The unwritten rule of the centers where group therapy is carried out for the recovery of so-called “mental disorders” is not to make friends with your therapy partners.

And it is not difficult because, against all prognoses, in group therapy very intimate experiences are not shared or that can “excessively affect” the partners (and I say “partners” and not “partners” because, on the other hand, at least when we talk about the so-called borderline personality disorder, group therapies are mainly composed of women and girls).

We “upset” cannot be friends

But, although it is not difficult not to make friends with your group therapy companions, do not go beyond the line drawn by the professional in charge and limit yourself to greeting them cordially and learn together with them to better manage your ways of feeling; I still find it cold and forced not being able to hear how the next weekend’s weekend really went, what happened to her to be like this, if she is better or worse and why . Not being able to meet for a coffee, a beer or whatever, and get to know each other more; since, after all, we are together in this.

And it is also that it seems that the unwritten rule does apply more strictly than I thought. Or, at least, that’s what an acquaintance told me; that, when she was interned in a recovery center for eating disorders, they passed a sheet where the different inmates wrote down their social networks to keep in touch and the professionals in charge seized her.

My own psychologist strongly emphasizes that if I am injured, I am not at my best to provide care for people with the same psychological injuries. Not even them to provide for me.

Injury or disorder, who decides?

But all this only leads me to wonder, are these professionals aware that we all have psychological wounds ? That the division between “traumatized and unstable people”, “mentally ill people”, “crazy” that I tell ourselves and “stable people”, “healthy people”, “sane people” is rather imaginary?

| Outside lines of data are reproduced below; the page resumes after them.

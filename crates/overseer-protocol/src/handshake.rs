//! Challenge-response handshake payloads.
//!
//! The gateway opens every connection by pushing a `connect.challenge`
//! event. The client answers with a `connect` request carrying
//! [`ConnectParams`]; a successful response carries [`HelloOk`].

use serde::{Deserialize, Serialize};
use serde_json::{Map, Value};

use crate::frames::StateVersion;

/// The only protocol version this client speaks.
pub const PROTOCOL_VERSION: u32 = 3;

/// Discriminant carried by a successful handshake payload.
pub const HELLO_OK: &str = "hello-ok";

/// Payload of the `connect.challenge` event.
#[derive(Clone, Debug, PartialEq, Eq, Serialize, Deserialize)]
pub struct ConnectChallenge {
    /// Server-issued nonce.
    pub nonce: String,
    /// Server timestamp (ms since epoch).
    #[serde(default)]
    pub ts: i64,
}

/// Client identity announced during the handshake.
#[derive(Clone, Debug, PartialEq, Eq, Serialize, Deserialize)]
#[serde(rename_all = "camelCase")]
pub struct ClientInfo {
    /// Client identifier.
    pub id: String,
    /// Client version string.
    pub version: String,
    /// Host platform (e.g. `linux`).
    pub platform: String,
    /// Client mode (e.g. `ui`, `cli`).
    pub mode: String,
    /// Optional human-facing name.
    #[serde(default, skip_serializing_if = "Option::is_none")]
    pub display_name: Option<String>,
}

/// Credentials block of the connect request. The token is opaque.
#[derive(Clone, Debug, Default, PartialEq, Eq, Serialize, Deserialize)]
pub struct ConnectAuth {
    /// Gateway token, if any.
    #[serde(default, skip_serializing_if = "Option::is_none")]
    pub token: Option<String>,
}

/// Parameters of the `connect` request.
///
/// Protocol bounds are pinned to [`PROTOCOL_VERSION`]; everything else is
/// declarative metadata passed through verbatim.
#[derive(Clone, Debug, PartialEq, Serialize, Deserialize)]
#[serde(rename_all = "camelCase")]
pub struct ConnectParams {
    /// Lowest accepted protocol version.
    pub min_protocol: u32,
    /// Highest accepted protocol version.
    pub max_protocol: u32,
    /// Client identity.
    pub client: ClientInfo,
    /// Credentials.
    pub auth: ConnectAuth,
    /// Requested role.
    #[serde(default, skip_serializing_if = "Option::is_none")]
    pub role: Option<String>,
    /// Requested scopes.
    #[serde(default, skip_serializing_if = "Option::is_none")]
    pub scopes: Option<Vec<String>>,
    /// Advertised capabilities.
    #[serde(default, skip_serializing_if = "Option::is_none")]
    pub caps: Option<Vec<String>>,
    /// Advertised commands.
    #[serde(default, skip_serializing_if = "Option::is_none")]
    pub commands: Option<Vec<String>>,
    /// Permission grants.
    #[serde(default, skip_serializing_if = "Option::is_none")]
    pub permissions: Option<Map<String, Value>>,
    /// Client locale.
    #[serde(default, skip_serializing_if = "Option::is_none")]
    pub locale: Option<String>,
    /// Client user agent.
    #[serde(default, skip_serializing_if = "Option::is_none")]
    pub user_agent: Option<String>,
}

impl ConnectParams {
    /// Build connect params for a client with an optional token.
    pub fn new(client: ClientInfo, token: Option<String>) -> Self {
        Self {
            min_protocol: PROTOCOL_VERSION,
            max_protocol: PROTOCOL_VERSION,
            client,
            auth: ConnectAuth { token },
            role: None,
            scopes: None,
            caps: None,
            commands: None,
            permissions: None,
            locale: None,
            user_agent: None,
        }
    }
}

/// Successful handshake payload.
#[derive(Clone, Debug, PartialEq, Serialize, Deserialize)]
pub struct HelloOk {
    /// Always [`HELLO_OK`].
    #[serde(rename = "type")]
    pub kind: String,
    /// Negotiated protocol version.
    pub protocol: u32,
    /// Server identity.
    #[serde(default)]
    pub server: ServerInfo,
    /// Initial presence/health state.
    #[serde(default)]
    pub snapshot: Snapshot,
    /// Methods and events the server supports.
    #[serde(default)]
    pub features: Features,
}

impl HelloOk {
    /// Check the discriminant and protocol version.
    pub fn validate(&self) -> Result<(), String> {
        if self.kind != HELLO_OK {
            return Err(format!("unexpected handshake payload type '{}'", self.kind));
        }
        if self.protocol != PROTOCOL_VERSION {
            return Err(format!(
                "server negotiated protocol {} (client speaks {PROTOCOL_VERSION})",
                self.protocol
            ));
        }
        Ok(())
    }
}

/// Server identity block of [`HelloOk`].
#[derive(Clone, Debug, Default, PartialEq, Eq, Serialize, Deserialize)]
#[serde(rename_all = "camelCase", default)]
pub struct ServerInfo {
    /// Server version.
    pub version: String,
    /// Server host name.
    #[serde(skip_serializing_if = "Option::is_none")]
    pub host: Option<String>,
    /// Connection id assigned by the server.
    pub conn_id: String,
}

/// Presence/health bundle returned at handshake completion.
#[derive(Clone, Debug, Default, PartialEq, Serialize, Deserialize)]
#[serde(rename_all = "camelCase", default)]
pub struct Snapshot {
    /// Presence entries (one per connected client/node).
    pub presence: Vec<Value>,
    /// Health summary.
    pub health: Value,
    /// Snapshot version counters.
    #[serde(skip_serializing_if = "Option::is_none")]
    pub state_version: Option<StateVersion>,
}

/// Methods and events the server advertises.
#[derive(Clone, Debug, Default, PartialEq, Eq, Serialize, Deserialize)]
#[serde(default)]
pub struct Features {
    /// Supported RPC methods.
    pub methods: Vec<String>,
    /// Events the server may push.
    pub events: Vec<String>,
}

Some people externalize our pain and suffering in ways classified as “symptoms of mental disorder”, others have learned to manage it better or, sometimes, not even that: in a less visible way. But something hurts us all, and we all suffer, more or less periodically, more or less chronically.

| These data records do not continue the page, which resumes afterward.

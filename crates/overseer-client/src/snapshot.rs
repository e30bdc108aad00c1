//! Connection status and the gateway-level snapshot.

use std::fmt;

use chrono::{DateTime, Utc};
use overseer_protocol::events::names as event_names;
use overseer_protocol::{EventFrame, HelloOk, StateVersion};
use serde::Serialize;
use serde_json::Value;

/// Lifecycle of the gateway link.
#[derive(Clone, Copy, Debug, PartialEq, Eq, Hash, Serialize)]
#[serde(rename_all = "lowercase")]
pub enum ConnectionStatus {
    /// No link.
    Disconnected,
    /// Socket opening or handshake in flight.
    Connecting,
    /// Handshake completed.
    Connected,
    /// The last attempt failed.
    Error,
}

impl ConnectionStatus {
    /// Lowercase label.
    pub fn as_str(self) -> &'static str {
        match self {
            Self::Disconnected => "disconnected",
            Self::Connecting => "connecting",
            Self::Connected => "connected",
            Self::Error => "error",
        }
    }
}

impl fmt::Display for ConnectionStatus {
    fn fmt(&self, f: &mut fmt::Formatter<'_>) -> fmt::Result {
        f.write_str(self.as_str())
    }
}

/// Presence and health as last reported by the gateway.
///
/// Seeded from the handshake and kept current by the `health`, `presence`
/// and `tick` system events.
#[derive(Clone, Debug, Default, PartialEq, Serialize)]
#[serde(rename_all = "camelCase")]
pub struct GatewaySnapshot {
    /// Presence entries.
    pub presence: Vec<Value>,
    /// Health summary.
    pub health: Value,
    /// Latest version counters seen.
    pub state_version: Option<StateVersion>,
    /// When the last keepalive tick arrived.
    pub last_tick: Option<DateTime<Utc>>,
}

impl GatewaySnapshot {
    /// Initial snapshot from a successful handshake.
    pub fn from_hello(hello: &HelloOk) -> Self {
        Self {
            presence: hello.snapshot.presence.clone(),
            health: hello.snapshot.health.clone(),
            state_version: hello.snapshot.state_version.clone(),
            last_tick: None,
        }
    }

    /// Fold one system event in. Returns whether it was a system event.
    pub fn apply_system_event(&mut self, frame: &EventFrame, now: DateTime<Utc>) -> bool {
        match frame.event.as_str() {
            event_names::HEALTH => {
                if let Some(payload) = &frame.payload {
                    self.health = payload.clone();
                }
            }
            event_names::PRESENCE => {
                let entries = match &frame.payload {
                    Some(Value::Array(entries)) => Some(entries.clone()),
                    Some(Value::Object(map)) => {
                        map.get("presence").and_then(Value::as_array).cloned()
                    }
                    _ => None,
                };
                if let Some(entries) = entries {
                    self.presence = entries;
                }
            }
            event_names::TICK => self.last_tick = Some(now),
            _ => return false,
        }
        if let Some(version) = &frame.state_version {
            let current = self.state_version.get_or_insert_with(StateVersion::default);
            if version.presence.is_some() {
                current.presence = version.presence;
            }
            if version.health.is_some() {
                current.health = version.health;
            }
        }
        true
    }
}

An irreplaceable understanding

And yet, of all the people I have met, other “crazy” people, others classified as “mentally ill” have been at the bottom of the barrel when I was on the brink of a crisis, when suicidal impulses They besieged me, when I had a nervous breakdown, when I disconnected from reality and lost consciousness of where I was or who I was.

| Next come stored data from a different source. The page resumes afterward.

//! HTML extractor for the structured page record
//!
//! This module parses the fetched body into a queryable tree and pulls out:
//! - The page title and description (with placeholder fallbacks)
//! - Headings h1-h6 in document order
//! - Outbound links and images, resolved against the final URL
//!
//! Parsing is tolerant: malformed markup degrades to missing fields, never
//! to an error. Zero headings, links, or images is valid output.

use crate::scraper::types::{ImageEntry, LinkEntry, ScrapeResult};
use crate::url::resolve_or_raw;
use scraper::{Html, Selector};
use url::Url;

/// Placeholder title for documents without a usable <title> element
pub const NO_TITLE: &str = "no title";

/// Placeholder description for documents without a description meta tag
pub const NO_DESCRIPTION: &str = "no description";

/// Extracts the structured record from raw HTML
///
/// # Extraction Rules
///
/// 1. Title: text of the first `title` element, trimmed; placeholder if
///    empty or missing
/// 2. Description: `content` of `meta[name="description"]`, falling back to
///    `meta[property="og:description"]`, then to the placeholder
/// 3. Headings: every `h1`-`h6` in document order, trimmed, blanks skipped
/// 4. Links: every `a[href]` with non-empty trimmed text; href resolved
///    against `final_url`, kept raw when resolution fails
/// 5. Images: every `img[src]`; `alt` defaults to the empty string; src
///    resolved with the same fallback-to-raw policy
///
/// The result is unbounded; truncation happens in
/// [`apply_limits`](crate::scraper::apply_limits).
///
/// # Arguments
///
/// * `html` - The raw document body
/// * `final_url` - The URL after redirects, base for relative references
pub fn extract_content(html: &str, final_url: &Url) -> ScrapeResult {
    let document = Html::parse_document(html);

    ScrapeResult {
        title: extract_title(&document),
        description: extract_description(&document),
        headings: extract_headings(&document),
        links: extract_links(&document, final_url),
        images: extract_images(&document, final_url),
    }
}

/// Extracts the page title, substituting the placeholder when absent
fn extract_title(document: &Html) -> String {
    Selector::parse("title")
        .ok()
        .and_then(|selector| {
            document
                .select(&selector)
                .next()
                .map(|element| element.text().collect::<String>().trim().to_string())
        })
        .filter(|text| !text.is_empty())
        .unwrap_or_else(|| NO_TITLE.to_string())
}

/// Extracts the page description from meta tags
///
/// An empty or whitespace-only content attribute falls through to the next
/// candidate, matching the title's emptiness handling.
fn extract_description(document: &Html) -> String {
    meta_content(document, "meta[name=\"description\"]")
        .or_else(|| meta_content(document, "meta[property=\"og:description\"]"))
        .unwrap_or_else(|| NO_DESCRIPTION.to_string())
}

/// Returns the trimmed content attribute of the first match, if non-empty
fn meta_content(document: &Html, selector: &str) -> Option<String> {
    let selector = Selector::parse(selector).ok()?;
    document
        .select(&selector)
        .next()
        .and_then(|element| element.value().attr("content"))
        .map(|content| content.trim().to_string())
        .filter(|content| !content.is_empty())
}

/// Extracts all headings in document order, skipping blank ones
fn extract_headings(document: &Html) -> Vec<String> {
    let mut headings = Vec::new();

    if let Ok(selector) = Selector::parse("h1, h2, h3, h4, h5, h6") {
        for element in document.select(&selector) {
            let text = element.text().collect::<String>().trim().to_string();
            if !text.is_empty() {
                headings.push(text);
            }
        }
    }

    headings
}

/// Extracts all anchors with an href and non-empty text
fn extract_links(document: &Html, final_url: &Url) -> Vec<LinkEntry> {
    let mut links = Vec::new();

    if let Ok(selector) = Selector::parse("a[href]") {
        for element in document.select(&selector) {
            let text = element.text().collect::<String>().trim().to_string();
            if text.is_empty() {
                continue;
            }

            if let Some(href) = element.value().attr("href") {
                links.push(LinkEntry {
                    text,
                    href: resolve_or_raw(href, final_url),
                });
            }
        }
    }

    links
}

/// Extracts all images with a src attribute
fn extract_images(document: &Html, final_url: &Url) -> Vec<ImageEntry> {
    let mut images = Vec::new();

    if let Ok(selector) = Selector::parse("img[src]") {
        for element in document.select(&selector) {
            if let Some(src) = element.value().attr("src") {
                let alt = element.value().attr("alt").unwrap_or("").to_string();
                images.push(ImageEntry {
                    src: resolve_or_raw(src, final_url),
                    alt,
                });
            }
        }
    }

    images
}

#[cfg(test)]
mod tests {
    use super::*;

    fn final_url() -> Url {
        Url::parse("https://example.com/a/").unwrap()
    }

    #[test]
    fn test_extract_title() {
        let html = r#"<html><head><title>Test Page</title></head><body></body></html>"#;
        let result = extract_content(html, &final_url());
        assert_eq!(result.title, "Test Page");
    }

    #[test]
    fn test_title_trimmed() {
        let html = r#"<html><head><title>  Test Page  </title></head><body></body></html>"#;
        let result = extract_content(html, &final_url());
        assert_eq!(result.title, "Test Page");
    }

    #[test]
    fn test_missing_title_placeholder() {
        let html = r#"<html><head></head><body></body></html>"#;
        let result = extract_content(html, &final_url());
        assert_eq!(result.title, NO_TITLE);
    }

    #[test]
    fn test_empty_title_placeholder() {
        let html = r#"<html><head><title>   </title></head><body></body></html>"#;
        let result = extract_content(html, &final_url());
        assert_eq!(result.title, NO_TITLE);
    }

    #[test]
    fn test_description_from_meta_name() {
        let html = r#"<html><head><meta name="description" content="A page."></head><body></body></html>"#;
        let result = extract_content(html, &final_url());
        assert_eq!(result.description, "A page.");
    }

    #[test]
    fn test_description_falls_back_to_og() {
        let html = r#"<html><head><meta property="og:description" content="Social blurb."></head><body></body></html>"#;
        let result = extract_content(html, &final_url());
        assert_eq!(result.description, "Social blurb.");
    }

    #[test]
    fn test_description_prefers_meta_name_over_og() {
        let html = r#"<html><head>
            <meta name="description" content="Primary.">
            <meta property="og:description" content="Secondary.">
        </head><body></body></html>"#;
        let result = extract_content(html, &final_url());
        assert_eq!(result.description, "Primary.");
    }

    #[test]
    fn test_empty_description_content_falls_through() {
        let html = r#"<html><head>
            <meta name="description" content="">
            <meta property="og:description" content="Fallback.">
        </head><body></body></html>"#;
        let result = extract_content(html, &final_url());
        assert_eq!(result.description, "Fallback.");
    }

    #[test]
    fn test_missing_description_placeholder() {
        let html = r#"<html><head></head><body></body></html>"#;
        let result = extract_content(html, &final_url());
        assert_eq!(result.description, NO_DESCRIPTION);
    }

    #[test]
    fn test_headings_in_document_order() {
        let html = r#"<html><body>
            <h2>Second level</h2>
            <h1>First level</h1>
            <h3>Third level</h3>
        </body></html>"#;
        let result = extract_content(html, &final_url());
        assert_eq!(
            result.headings,
            vec!["Second level", "First level", "Third level"]
        );
    }

    #[test]
    fn test_blank_headings_skipped() {
        let html = r#"<html><body><h1>Real</h1><h2>   </h2><h3></h3></body></html>"#;
        let result = extract_content(html, &final_url());
        assert_eq!(result.headings, vec!["Real"]);
    }

    #[test]
    fn test_relative_link_resolved() {
        let html = r#"<html><body><a href="b.html">Next</a></body></html>"#;
        let result = extract_content(html, &final_url());
        assert_eq!(result.links.len(), 1);
        assert_eq!(result.links[0].text, "Next");
        assert_eq!(result.links[0].href, "https://example.com/a/b.html");
    }

    #[test]
    fn test_absolute_link_unchanged() {
        let html = r#"<html><body><a href="https://other.com/page">Other</a></body></html>"#;
        let result = extract_content(html, &final_url());
        assert_eq!(result.links[0].href, "https://other.com/page");
    }

    #[test]
    fn test_empty_text_link_skipped() {
        let html = r#"<html><body><a href="/x">   </a><a href="/y">Kept</a></body></html>"#;
        let result = extract_content(html, &final_url());
        assert_eq!(result.links.len(), 1);
        assert_eq!(result.links[0].text, "Kept");
    }

    #[test]
    fn test_anchor_without_href_skipped() {
        let html = r#"<html><body><a name="here">Anchor</a></body></html>"#;
        let result = extract_content(html, &final_url());
        assert!(result.links.is_empty());
    }

    #[test]
    fn test_unresolvable_href_preserved() {
        let html = r#"<html><body><a href="//[bad">Broken</a></body></html>"#;
        let result = extract_content(html, &final_url());
        assert_eq!(result.links[0].href, "//[bad");
    }

    #[test]
    fn test_image_with_alt() {
        let html = r#"<html><body><img src="logo.png" alt="Logo"></body></html>"#;
        let result = extract_content(html, &final_url());
        assert_eq!(result.images.len(), 1);
        assert_eq!(result.images[0].src, "https://example.com/a/logo.png");
        assert_eq!(result.images[0].alt, "Logo");
    }

    #[test]
    fn test_image_alt_defaults_to_empty() {
        let html = r#"<html><body><img src="/pix.gif"></body></html>"#;
        let result = extract_content(html, &final_url());
        assert_eq!(result.images[0].src, "https://example.com/pix.gif");
        assert_eq!(result.images[0].alt, "");
    }

    #[test]
    fn test_image_without_src_skipped() {
        let html = r#"<html><body><img alt="decorative"></body></html>"#;
        let result = extract_content(html, &final_url());
        assert!(result.images.is_empty());
    }

    #[test]
    fn test_malformed_markup_tolerated() {
        // Unclosed tags must degrade gracefully, never error
        let html = r#"<html><head><title>Broken</title></head><body><h1>Heading<p><a href="/x">Link</body>"#;
        let result = extract_content(html, &final_url());
        assert_eq!(result.title, "Broken");
        assert!(!result.headings.is_empty());
        assert_eq!(result.links.len(), 1);
        assert_eq!(result.links[0].href, "https://example.com/x");
    }

    #[test]
    fn test_empty_document() {
        let result = extract_content("", &final_url());
        assert_eq!(result.title, NO_TITLE);
        assert_eq!(result.description, NO_DESCRIPTION);
        assert!(result.headings.is_empty());
        assert!(result.links.is_empty());
        assert!(result.images.is_empty());
    }
}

Because those who feel what I understand, know what I need to hear, know how to validate my pain and my feelings while helping me manage them in healthier ways for the future.

I am not saying that I cannot support myself and let myself take care of myself, take care of people who do not live with the imposed label of “mentally ill” or “crazy”. I have and I do.

I am saying that I do not agree with the generalized assumption that these people are not diagnosed, or that they do not take medication, or that they do not go to individual or group therapy; they do not suffer as well and need specific and periodic emotional care like my closest friends and me.

I’m saying that, when push comes to shove, a “don’t be cool, auntie” or a hug won’t make me come alive tomorrow. A dialogue based on understanding, or at least on the desire to understand myself, on knowledge of cause and (of course) on love and affection that overcome socially learned taboos and stigmas, yes.

For all this, as much as I know closely the “dangers” of forming relationships, especially friendship, with other people (in my case, especially other women) “unstable”, “traumatized” when they affect me the crises of my friend or of having to cry a relapse and even a suicide … as much as I am more than aware of everything that involves shaping and forging these relationships, I continue to choose them day after day.

Because the rule, written or unwritten, that we “crazy” cannot be friends, lovers, girlfriends one another violates my right to relate to those who understand me best and take care of me as well as part of the false assumption that there are people “totally out of the pot” and people “undeniably stable” in opposition.